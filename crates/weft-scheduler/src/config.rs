//! Scheduler tuning knobs.

use weft_core::EngineMap;

/// Tunable parameters of the list scheduler.
///
/// The defaults are the reference operating point; sweeps adjust the
/// weights, seeds, and beam width per workload. All fields only influence
/// which legal schedule is chosen, never legality itself.
#[derive(Clone, Debug)]
pub struct SchedulerConfig {
    /// Weight of a node's critical-path length in its priority.
    pub crit_weight: i64,
    /// Weight of a node's successor count in its priority.
    pub succ_weight: i64,
    /// Additive per-engine priority offset.
    pub engine_bias: EngineMap<i64>,
    /// Seed for random priority perturbation; `None` disables perturbation.
    pub random_seed: Option<u64>,
    /// Additional restart seeds for multi-start scheduling.
    pub multi_start_seeds: Vec<u64>,
    /// Number of ready candidates examined per placement decision.
    pub beam_width: usize,
}

impl Default for SchedulerConfig {
    fn default() -> Self {
        Self {
            crit_weight: 1024,
            succ_weight: 512,
            engine_bias: EngineMap::default(),
            random_seed: None,
            multi_start_seeds: Vec::new(),
            beam_width: 1,
        }
    }
}

impl SchedulerConfig {
    /// The seeds the multi-start driver will run, in rank order.
    ///
    /// `None` entries mean an unperturbed run; an empty configuration
    /// yields a single unperturbed run.
    pub fn seed_plan(&self) -> Vec<Option<u64>> {
        if self.random_seed.is_none() && self.multi_start_seeds.is_empty() {
            return vec![None];
        }
        self.random_seed
            .map(Some)
            .into_iter()
            .chain(self.multi_start_seeds.iter().map(|&s| Some(s)))
            .collect()
    }
}

#[cfg(test)]
mod tests {
    use super::*;

    #[test]
    fn empty_seed_plan_is_one_unperturbed_run() {
        assert_eq!(SchedulerConfig::default().seed_plan(), vec![None]);
    }

    #[test]
    fn seed_plan_orders_primary_seed_first() {
        let config = SchedulerConfig {
            random_seed: Some(7),
            multi_start_seeds: vec![1, 2],
            ..SchedulerConfig::default()
        };
        assert_eq!(config.seed_plan(), vec![Some(7), Some(1), Some(2)]);
    }

    #[test]
    fn multi_start_without_primary_runs_only_the_list() {
        let config = SchedulerConfig {
            multi_start_seeds: vec![3],
            ..SchedulerConfig::default()
        };
        assert_eq!(config.seed_plan(), vec![Some(3)]);
    }
}
#[cfg(test)]
mod tests {
    use super::*;
    use weft_core::Engine;

    fn params(height: u32, batch: u32, rounds: u32) -> KernelParams {
        KernelParams {
            tree_height: height,
            n_nodes: (1 << (height + 1)) - 1,
            batch_size: batch,
            rounds,
        }
    }

    #[test]
    fn emission_ends_with_halt() {
        let spec = MachineSpec::default();
        let config = KernelConfig::default();
        let emitted = KernelEmitter::emit(&spec, &config, params(3, 32, 4)).unwrap();
        let last = emitted.ops.last().unwrap();
        assert!(last.is_barrier());
        assert_eq!(last.slots[0], SlotKind::Flow(FlowSlot::Halt));
    }

    #[test]
    fn debug_compares_are_emitted_even_in_submission_mode() {
        // The pruner, not the emitter, is responsible for stripping them.
        let spec = MachineSpec::default();
        let config = KernelConfig {
            emit_debug: false,
            ..KernelConfig::default()
        };
        let emitted = KernelEmitter::emit(&spec, &config, params(3, 32, 2)).unwrap();
        assert!(emitted.ops.iter().any(|op| op.engine == Engine::Debug));
    }

    #[test]
    fn debug_mode_emits_one_barrier_per_round_plus_header() {
        let spec = MachineSpec::default();
        let config = KernelConfig {
            emit_debug: true,
            ..KernelConfig::default()
        };
        let rounds = 5;
        let emitted = KernelEmitter::emit(&spec, &config, params(3, 32, rounds)).unwrap();
        let barriers = emitted.ops.iter().filter(|op| op.is_barrier()).count();
        // Header pause + a pause after every round but the last + halt.
        assert_eq!(barriers, rounds as usize + 1);
    }

    #[test]
    fn scalar_tail_lanes_get_their_own_cells() {
        let spec = MachineSpec::default();
        let config = KernelConfig::default();
        let mut emitter = KernelEmitter::new(&spec, &config, params(3, 17, 2)).unwrap();
        assert_eq!(emitter.groups, 1);
        assert_eq!(emitter.tail.lanes, vec![16]);
        emitter.emit_header().unwrap();
    }

    #[test]
    fn interleave_adapts_down_under_scratch_pressure() {
        let mut spec = MachineSpec::default();
        spec.scratch_size = 2048;
        let config = KernelConfig {
            interleave_groups: 16,
            interleave_groups_early: 16,
            ..KernelConfig::default()
        };
        let p = params(10, 256, 16);
        let groups = p.batch_size as usize / spec.vlen;
        let (early, late) = plan_interleave(&spec, &config, p, groups, true, false);
        assert!(early < 16 || late < 16);
        assert!(early >= 8 && late >= 8);
    }

    #[test]
    fn gather_presence_tracks_specialisation_flags() {
        let spec = MachineSpec::default();
        let config = KernelConfig {
            depth3_deterministic: true,
            depth4_mode: Depth4Mode::Deterministic16,
            ..KernelConfig::default()
        };
        let emitter = KernelEmitter::new(&spec, &config, params(4, 32, 2)).unwrap();
        // Heights 3 and 4 are both deterministic: nothing left to gather.
        assert!(!emitter.has_gather());

        let emitter = KernelEmitter::new(&spec, &config, params(5, 32, 2)).unwrap();
        assert!(emitter.has_gather());
    }
}
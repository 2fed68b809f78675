//! The per-segment list scheduler and its multi-start driver.

use std::cmp::Ordering;
use std::collections::BinaryHeap;

use rand::prelude::*;
use rand_chacha::ChaCha8Rng;
use smallvec::SmallVec;

use weft_core::{Bundle, EngineMap, MachineSpec, Operation};
use weft_graph::DepGraph;

use crate::config::SchedulerConfig;
use crate::error::ScheduleError;

/// A finished schedule for one segment.
#[derive(Clone, Debug)]
pub struct Schedule {
    /// One bundle per cycle, in execution order.
    pub bundles: Vec<Bundle>,
    /// Cycle each op landed on, indexed like the segment's op list.
    pub op_cycle: Vec<u32>,
}

impl Schedule {
    /// Cycle count of this schedule.
    pub fn cycles(&self) -> usize {
        self.bundles.len()
    }
}

/// Heap entry: max-priority first, insertion order breaking ties.
///
/// The explicit sequence number keeps single-seed runs reproducible: when
/// priorities collide, the op pushed earlier pops first.
#[derive(Clone, Copy, Debug, PartialEq, Eq)]
struct ReadyEntry {
    priority: i64,
    seq: u32,
    op: u32,
}

impl Ord for ReadyEntry {
    fn cmp(&self, other: &Self) -> Ordering {
        self.priority
            .cmp(&other.priority)
            .then(other.seq.cmp(&self.seq))
    }
}

impl PartialOrd for ReadyEntry {
    fn partial_cmp(&self, other: &Self) -> Option<Ordering> {
        Some(self.cmp(other))
    }
}

/// Mutable per-run scheduling state.
///
/// Each multi-start run builds a fresh `RunState` over the shared,
/// immutable [`DepGraph`]; nothing here survives a run.
struct RunState {
    ready: BinaryHeap<ReadyEntry>,
    seq: u32,
    strict_preds: Vec<u32>,
    weak_preds: Vec<u32>,
    max_strict_pred_cycle: Vec<i64>,
    max_weak_pred_cycle: Vec<i64>,
    scheduled: Vec<bool>,
}

impl RunState {
    fn new(graph: &DepGraph, priority: &[i64]) -> Self {
        let n = graph.len();
        let (strict_preds, weak_preds) = graph.pred_counts();
        let mut state = Self {
            ready: BinaryHeap::with_capacity(n),
            seq: 0,
            strict_preds,
            weak_preds,
            max_strict_pred_cycle: vec![-1; n],
            max_weak_pred_cycle: vec![-1; n],
            scheduled: vec![false; n],
        };
        for i in 0..n {
            if state.strict_preds[i] == 0 && state.weak_preds[i] == 0 {
                state.push(i as u32, priority);
            }
        }
        state
    }

    fn push(&mut self, op: u32, priority: &[i64]) {
        self.ready.push(ReadyEntry {
            priority: priority[op as usize],
            seq: self.seq,
            op,
        });
        self.seq += 1;
    }
}

/// Compute per-op priorities for one run.
///
/// `crit·W_crit + succ_count·W_succ + engine_bias`, plus a perturbation
/// drawn uniformly from `[0, W_crit/4]` per op when `seed` is set.
fn priorities(
    ops: &[Operation],
    graph: &DepGraph,
    config: &SchedulerConfig,
    seed: Option<u64>,
) -> Vec<i64> {
    let crit = graph.critical_path();
    let mut rng = seed.map(ChaCha8Rng::seed_from_u64);
    let perturb_max = (config.crit_weight / 4).max(0);
    ops.iter()
        .enumerate()
        .map(|(i, op)| {
            let mut p = i64::from(crit[i]) * config.crit_weight
                + graph.succ_count(i) as i64 * config.succ_weight
                + config.engine_bias[op.engine];
            if let Some(rng) = &mut rng {
                p += rng.random_range(0..=perturb_max);
            }
            p
        })
        .collect()
}
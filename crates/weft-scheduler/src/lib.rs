//! List scheduling of operation segments into VLIW bundles.
//!
//! Packs each segment's operations into cycles subject to per-engine slot
//! limits, honouring strict edges with a gap of at least one cycle and
//! weak edges with a gap of at least zero. Priorities are driven by
//! critical-path length with optional seeded perturbation, and a
//! multi-start driver picks the best of several independent runs.

#![deny(missing_docs)]
#![deny(rustdoc::broken_intra_doc_links)]
#![forbid(unsafe_code)]

pub mod config;
pub mod error;
pub mod schedule;
pub mod stats;

pub use config::SchedulerConfig;
pub use error::ScheduleError;
pub use schedule::{schedule_segment, schedule_segment_best, Schedule};
pub use stats::{segment_stats, EngineStats, SegmentStats};
//! Machine model and operation IR for the Weft VLIW kernel compiler.
//!
//! This is the leaf crate with zero internal Weft dependencies. It defines
//! the target machine description ([`MachineSpec`]), the closed set of
//! execution [`Engine`]s, the per-engine slot payload types, and the
//! [`Operation`]/[`Bundle`] IR that the emitter produces and the scheduler
//! packs into cycles.

#![deny(missing_docs)]
#![deny(rustdoc::broken_intra_doc_links)]
#![forbid(unsafe_code)]

pub mod bundle;
pub mod engine;
pub mod id;
pub mod machine;
pub mod op;
pub mod slot;

// Re-export core types at crate root for convenience.
pub use bundle::Bundle;
pub use engine::{Engine, EngineMap};
pub use id::Addr;
pub use machine::{HashStage, MachineSpec};
pub use op::Operation;
pub use slot::{
    AluOp, AluSlot, DebugSlot, FlowSlot, LoadSlot, SlotKind, StoreSlot, TraceKey, TraceStage,
    ValuSlot,
};
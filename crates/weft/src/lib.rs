//! Weft: a VLIW code generator and instruction scheduler for a fixed
//! gather-hash-branch kernel.
//!
//! This is the top-level facade crate that re-exports the public API from
//! all Weft sub-crates. For most users, adding `weft` as a single
//! dependency is sufficient.
//!
//! # Quick start
//!
//! ```rust
//! use weft::prelude::*;
//!
//! let spec = MachineSpec::default();
//! let config = KernelConfig::default();
//! let params = KernelParams {
//!     tree_height: 4,
//!     n_nodes: 31,
//!     batch_size: 64,
//!     rounds: 8,
//! };
//! let compiled = compile(&spec, &config, params).unwrap();
//! assert!(compiled.cycles() > 0);
//! ```
//!
//! # Modules
//!
//! Each module corresponds to a sub-crate. Use them for types not in the
//! prelude:
//!
//! | Module | Sub-crate | Contents |
//! |--------|-----------|----------|
//! | [`types`] | `weft-core` | Machine description, engines, slots, operations, bundles |
//! | [`scratch`] | `weft-scratch` | Scratch allocation and constant interning |
//! | [`graph`] | `weft-graph` | Dead-slot pruning and dependency graphs |
//! | [`scheduler`] | `weft-scheduler` | List scheduling and segment statistics |
//! | [`kernel`] | `weft-kernel` | Kernel emission and the compile pipeline |

#![deny(missing_docs)]
#![deny(rustdoc::broken_intra_doc_links)]
#![forbid(unsafe_code)]

/// Machine description, slot payloads, and the operation IR (`weft-core`).
pub use weft_core as types;

/// Scratch-space allocation and constant interning (`weft-scratch`).
pub use weft_scratch as scratch;

/// Dead-slot pruning and dependency graph construction (`weft-graph`).
pub use weft_graph as graph;

/// List scheduling, multi-start, and diagnostics (`weft-scheduler`).
pub use weft_scheduler as scheduler;

/// Kernel emission and the end-to-end compile pipeline (`weft-kernel`).
pub use weft_kernel as kernel;

/// Common imports for typical Weft usage.
///
/// ```rust
/// use weft::prelude::*;
/// ```
pub mod prelude {
    // Machine model and IR.
    pub use weft_core::{
        Addr, Bundle, Engine, EngineMap, HashStage, MachineSpec, Operation, SlotKind,
    };

    // Scratch and constants.
    pub use weft_scratch::{ConstPool, ConstSynth, ScratchAlloc, ScratchError};

    // Analysis and scheduling.
    pub use weft_graph::{prune_dead_slots, DepGraph};
    pub use weft_scheduler::{ScheduleError, SchedulerConfig, SegmentStats};

    // Kernel compilation.
    pub use weft_kernel::{
        compile, CompileError, CompiledKernel, ConfigError, Depth2SelectMode, Depth4Mode,
        IdxBranchMode, KernelConfig, KernelParams,
    };
}
//! Backward dead-slot elimination.

use weft_core::{MachineSpec, Operation};

/// Remove operations whose writes nothing reads and whose side effects are
/// absent.
///
/// Single backward pass over `ops` with a dense live-address set. In
/// reverse order, a slot is kept when it has an unconditional side effect
/// (store, flow, or debug while `debug_live`) or when one of its writes is
/// in the live set; a kept slot removes its writes from the live set and
/// adds its reads. Fused payloads are filtered sub-slot by sub-slot and
/// dropped entirely once empty. Output preserves the original order.
///
/// The pass must run backwards: a forward sweep would drop producers whose
/// consumers appear later in the list.
pub fn prune_dead_slots(
    ops: Vec<Operation>,
    spec: &MachineSpec,
    debug_live: bool,
) -> Vec<Operation> {
    let mut live = vec![false; spec.scratch_size];
    let mut kept: Vec<Operation> = Vec::with_capacity(ops.len());

    for op in ops.into_iter().rev() {
        let engine = op.engine;
        let mut slots = op.slots;
        slots.retain(|slot| {
            if slot.has_side_effect(debug_live) {
                return true;
            }
            let mut writes_live = false;
            slot.visit_writes(spec.vlen, |addr| writes_live |= live[addr.index()]);
            writes_live
        });
        if slots.is_empty() {
            continue;
        }
        let op = Operation { engine, slots };
        op.visit_writes(spec.vlen, |addr| live[addr.index()] = false);
        op.visit_reads(spec.vlen, |addr| live[addr.index()] = true);
        kept.push(op);
    }

    kept.reverse();
    kept
}

#[cfg(test)]
mod tests {
    use super::*;
    use weft_core::{
        Addr, AluOp, AluSlot, DebugSlot, FlowSlot, LoadSlot, SlotKind, StoreSlot, TraceKey,
        TraceStage,
    };

    fn spec() -> MachineSpec {
        MachineSpec::default()
    }

    fn const_load(dest: u32, value: u32) -> Operation {
        Operation::single(SlotKind::Load(LoadSlot::Const {
            dest: Addr(dest),
            value,
        }))
    }

    fn alu_add(dest: u32, a: u32, b: u32) -> SlotKind {
        SlotKind::Alu(AluSlot {
            op: AluOp::Add,
            dest: Addr(dest),
            a: Addr(a),
            b: Addr(b),
        })
    }

    fn store(addr: u32, src: u32) -> Operation {
        Operation::single(SlotKind::Store(StoreSlot::Store {
            addr: Addr(addr),
            src: Addr(src),
        }))
    }

    fn compare(addr: u32) -> Operation {
        Operation::single(SlotKind::Debug(DebugSlot::Compare {
            addr: Addr(addr),
            key: TraceKey {
                round: 0,
                lane: 0,
                stage: TraceStage::Val,
            },
        }))
    }

    #[test]
    fn unread_writes_are_dropped() {
        let ops = vec![const_load(10, 1), const_load(11, 2), store(0, 10)];
        let kept = prune_dead_slots(ops, &spec(), false);
        // The load into 11 feeds nothing.
        assert_eq!(kept.len(), 2);
        assert_eq!(kept[0], const_load(10, 1));
        assert_eq!(kept[1], store(0, 10));
    }

    #[test]
    fn producer_chains_survive_through_consumers() {
        let ops = vec![
            const_load(10, 1),
            const_load(11, 2),
            Operation::single(alu_add(12, 10, 11)),
            store(0, 12),
        ];
        let kept = prune_dead_slots(ops, &spec(), false);
        assert_eq!(kept.len(), 4);
    }

    #[test]
    fn debug_ops_keep_their_inputs_only_when_debug_is_live() {
        let ops = vec![const_load(10, 1), compare(10)];
        let kept = prune_dead_slots(ops.clone(), &spec(), true);
        assert_eq!(kept.len(), 2);
        let kept = prune_dead_slots(ops, &spec(), false);
        assert!(kept.is_empty());
    }

    #[test]
    fn fused_payloads_prune_per_subslot() {
        let ops = vec![
            const_load(1, 7),
            const_load(2, 8),
            Operation::fused([alu_add(10, 1, 1), alu_add(11, 2, 2)]),
            store(0, 10),
        ];
        let kept = prune_dead_slots(ops, &spec(), false);
        // The fused pair loses its dead half; the load feeding it goes too.
        assert_eq!(kept.len(), 3);
        assert_eq!(kept[1].slots.len(), 1);
        assert_eq!(kept[1].slots[0], alu_add(10, 1, 1));
    }

    #[test]
    fn overwritten_value_does_not_keep_earlier_producer() {
        let ops = vec![
            const_load(10, 1), // dead: overwritten before any read
            const_load(10, 2),
            store(0, 10),
        ];
        let kept = prune_dead_slots(ops, &spec(), false);
        assert_eq!(kept.len(), 2);
        assert_eq!(kept[0], const_load(10, 2));
    }

    #[test]
    fn flow_and_store_are_unconditional() {
        let ops = vec![
            Operation::single(SlotKind::Flow(FlowSlot::AddImm {
                dest: Addr(20),
                src: Addr(21),
                imm: 3,
            })),
            Operation::single(SlotKind::Flow(FlowSlot::Pause)),
            store(0, 5),
        ];
        let kept = prune_dead_slots(ops, &spec(), false);
        assert_eq!(kept.len(), 3);
    }

    #[test]
    fn self_referencing_update_keeps_its_input_live() {
        // acc = acc + acc feeding a store: the producer of acc must survive.
        let ops = vec![
            const_load(10, 3),
            Operation::single(alu_add(10, 10, 10)),
            store(0, 10),
        ];
        let kept = prune_dead_slots(ops, &spec(), false);
        assert_eq!(kept.len(), 3);
    }
}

* EXERCISE DIRECTIONS *
Return only the lines of the records in which the string "KernelParams" appears.

* RESULT FOR THIS TASK *
    fn params(height: u32, batch: u32, rounds: u32) -> KernelParams {
        KernelParams {
//! let params = KernelParams {
        IdxBranchMode, KernelConfig, KernelParams,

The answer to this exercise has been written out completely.